The art of biological data science: Bringing biology’s great unknowns into focus
How algorithms are ushering in the era of generative biology
When you use Google search, you may have noticed that it predicts what you’re going to type before your fingers hit the keys. Google’s algorithms can suggest whole sentences and even write entire stories. (Full disclosure: this article was written by humans.)
What if we could predict, in the same way, which molecules can make new plastics for foldable phone screens before we ever test them in a lab? And at the same time we could predict and rule out those molecules that will be toxic to the environment? That’s happening, in fact, and it’s exactly the kind of machine learning that gets Kurt Thorn excited about biofacturing: using nature as inspiration and cells as factories to create breakthrough products.
Kurt is a data scientist who’s not a data scientist. His PhD is in biophysics, and for nearly a decade he was a professor at UCSF, where he led research on advanced microscopy and imaging. He left academia and joined Zymergen because he felt he could make a profound intellectual contribution solving meaningful problems in industry.
“Zymergen has lots of hard problems that need new solutions, so it’s a lot of fun for me,” he says.
Kurt’s first big project involved outlier detection. In this project, Kurt helped automate the process of sifting through seas of data to find signals of interest. He was working closely with the data science team (in particular, with Amelia Taylor, whose Medium post and YouTube talk on the subject are a great introduction to outlier detection). He was soon managing a group of scientists at the intersection of biology and computation.

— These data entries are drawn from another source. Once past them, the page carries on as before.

//! `window.localStorage` access; every call degrades to a no-op when storage
//! is unavailable (private mode, non-browser test runs).

fn storage() -> Option<web_sys::Storage> {
    web_sys::window()?.local_storage().ok().flatten()
}

pub fn get_item(key: &str) -> Option<String> {
    storage()?.get_item(key).ok().flatten()
}

pub fn set_item(key: &str, value: &str) {
    if let Some(storage) = storage() {
        if storage.set_item(key, value).is_err() {
            log::warn!("Failed to write '{}' to localStorage", key);
        }
    }
}

/// Read a JSON value stored under `key`
pub fn get_json<T: serde::de::DeserializeOwned>(key: &str) -> Option<T> {
    let raw = get_item(key)?;
    match serde_json::from_str(&raw) {
        Ok(value) => Some(value),
        Err(err) => {
            log::warn!("Ignoring malformed localStorage entry '{}': {}", key, err);
            None
        }
    }
}

pub fn set_json<T: serde::Serialize>(key: &str, value: &T) {
    match serde_json::to_string(value) {
        Ok(raw) => set_item(key, &raw),
        Err(err) => log::warn!("Failed to serialize '{}': {}", key, err),
    }
}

When the computation and biology teams were unified, Kurt’s path toward biological data science became clear.
“Mixing biologists with traditional data scientists gives us a really unique perspective on data science,” he says.
Amelia Taylor, Staff Data Scientist at Zymergen, gives a talk about outlier detection at PyBay2018. Kurt’s first challenge at Zymergen was to automate the process of sifting through seas of data in this project to find signals of interest.
From credit cards to biomolecules
Applying data science to biology is a very new idea, but data science itself goes back about twenty years. In fact, most of us have interacted with data science in other domains. Simply put, data science uses algorithms and other computational tools to extract knowledge from large sets of data.
“Visa uses it to process your credit card transactions,” Kurt says. “They have all this transaction data, and computers can sift through it and predict which transactions are legitimate and which are fraudulent.” Kurt says that data scientists who work in human resources can similarly analyze a company’s HR data to reveal gender or racial biases in their hiring or compensation.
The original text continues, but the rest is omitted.